RETALIAÇÃO NA ÁSIA
Usina petroquímica do Irã é atingida; Israel intercepta mísseis
Ataque israelense danifica instalações na cidade de Bandar-e-Mahshahr. Irã afirma ter atingido bases aéreas de Israel em resposta.
A usina petroquímica Karun, localizada perto de Bandar-e-Mahshahr, no sudoeste do Irã, sofreu danos em parte de suas instalações após ser atingida por um projétil israelense. A informação foi divulgada nesta segunda-feira, 08/06/2026, pelo vice-governador responsável pela segurança da província de Khuzistão, conforme reportado pela agência de notícias Fars.
A Força Aérea Israelense confirmou o ataque à petroquímica durante a madrugada, declarando em comunicado na plataforma X que "vários alvos no complexo petroquímico em Mahshahr" foram atingidos. Em retaliação, a Guarda Revolucionária do Irã informou ter lançado ataques contra as bases aéreas israelenses de Nevatim e Tel Nof, em resposta a um ataque anterior contra instalações de radar no Irã.
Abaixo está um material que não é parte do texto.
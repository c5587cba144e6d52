use std::sync::Mutex;
use std::time::Duration;

use async_trait::async_trait;

use hostvenv_domain::{CommandSpec, ProcessResult};

use crate::error::ProcessError;
use crate::process::CommandRunner;

type Responder = dyn Fn(&CommandSpec) -> Result<ProcessResult, ProcessError> + Send + Sync;

/// Answers every command from a closure and records what was asked.
pub(crate) struct ScriptedRunner {
    responder: Box<Responder>,
    calls: Mutex<Vec<CommandSpec>>,
}

impl ScriptedRunner {
    pub(crate) fn new<F>(responder: F) -> Self
    where
        F: Fn(&CommandSpec) -> Result<ProcessResult, ProcessError> + Send + Sync + 'static,
    {
        Self {
            responder: Box::new(responder),
            calls: Mutex::new(Vec::new()),
        }
    }

    pub(crate) fn calls(&self) -> Vec<CommandSpec> {
        self.calls.lock().expect("calls lock").clone()
    }

    /// The scripted answer for `spec`, without recording the call.
    pub(crate) fn respond(&self, spec: &CommandSpec) -> Result<ProcessResult, ProcessError> {
        (self.responder)(spec)
    }
}

#[async_trait]
impl CommandRunner for ScriptedRunner {
    async fn run(&self, spec: &CommandSpec, _timeout: Duration) -> Result<ProcessResult, ProcessError> {
        self.calls.lock().expect("calls lock").push(spec.clone());
        self.respond(spec)
    }
}

pub(crate) fn version_output(version: &str) -> ProcessResult {
    ProcessResult {
        code: 0,
        stdout: vec![format!("Python {version}")],
        ..ProcessResult::default()
    }
}
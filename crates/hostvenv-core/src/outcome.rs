use serde::{Deserialize, Serialize};
use serde_json::{json, Value};

use crate::setup::SetupReport;

#[derive(Debug, Clone, Serialize, Deserialize)]
pub struct ExecutionOutcome {
    pub status: CommandStatus,
    pub message: String,
    #[serde(default)]
    pub details: Value,
}

impl ExecutionOutcome {
    pub fn success(message: impl Into<String>, details: Value) -> Self {
        Self {
            status: CommandStatus::Ok,
            message: message.into(),
            details,
        }
    }

    pub fn failure(message: impl Into<String>, details: Value) -> Self {
        Self {
            status: CommandStatus::Failure,
            message: message.into(),
            details,
        }
    }

    pub fn user_error(message: impl Into<String>, details: Value) -> Self {
        Self {
            status: CommandStatus::UserError,
            message: message.into(),
            details,
        }
    }

    pub fn exit_code(&self) -> i32 {
        match self.status {
            CommandStatus::Ok => 0,
            CommandStatus::UserError => 1,
            CommandStatus::Failure => 2,
        }
    }
}

#[derive(Debug, Clone, Copy, Serialize, Deserialize, PartialEq, Eq)]
#[serde(rename_all = "snake_case")]
pub enum CommandStatus {
    Ok,
    UserError,
    Failure,
}

impl From<&SetupReport> for ExecutionOutcome {
    fn from(report: &SetupReport) -> Self {
        let details = serde_json::to_value(report).unwrap_or_else(|err| json!({ "serialization_error": err.to_string() }));
        match &report.failure {
            None => {
                let message = match &report.target_version {
                    Some(target) => format!("environment ready for python {target}"),
                    None => "environment ready".to_string(),
                };
                Self::success(message, details)
            }
            Some(failure) if failure.user_error => Self::user_error(failure.message.clone(), details),
            Some(failure) => Self::failure(failure.message.clone(), details),
        }
    }
}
Essa escalada de confrontos levanta sérias preocupações sobre as negociações em andamento para um acordo entre Estados Unidos e Irã. Anteriormente aos ataques, o presidente americano Donald Trump havia sugerido que o primeiro-ministro de Israel, Benjamin Netanyahu, deveria aceitar um acordo com o Irã, enfatizando o desejo de encerrar o conflito. Após os eventos, Trump reiterou a necessidade de ambos os países interromperem os ataques imediatamente.
Horas antes desses desenvolvimentos, a Força Aérea Israelense já havia anunciado o lançamento de mísseis do Irã em direção ao território do Estado de Israel. Sirenes soaram em Jerusalém nesta segunda-feira, seguidas pela detecção de fortes explosões, enquanto os sistemas de defesa israelenses atuavam para interceptar a ameaça.
A situação demonstra o impacto direto da violência na estabilidade regional e nas delicadas relações diplomáticas, que podem ser abaladas por tais retaliações. A segurança de instalações civis e militares torna-se um ponto crítico, afetando não apenas as nações envolvidas, mas também os esforços internacionais pela paz.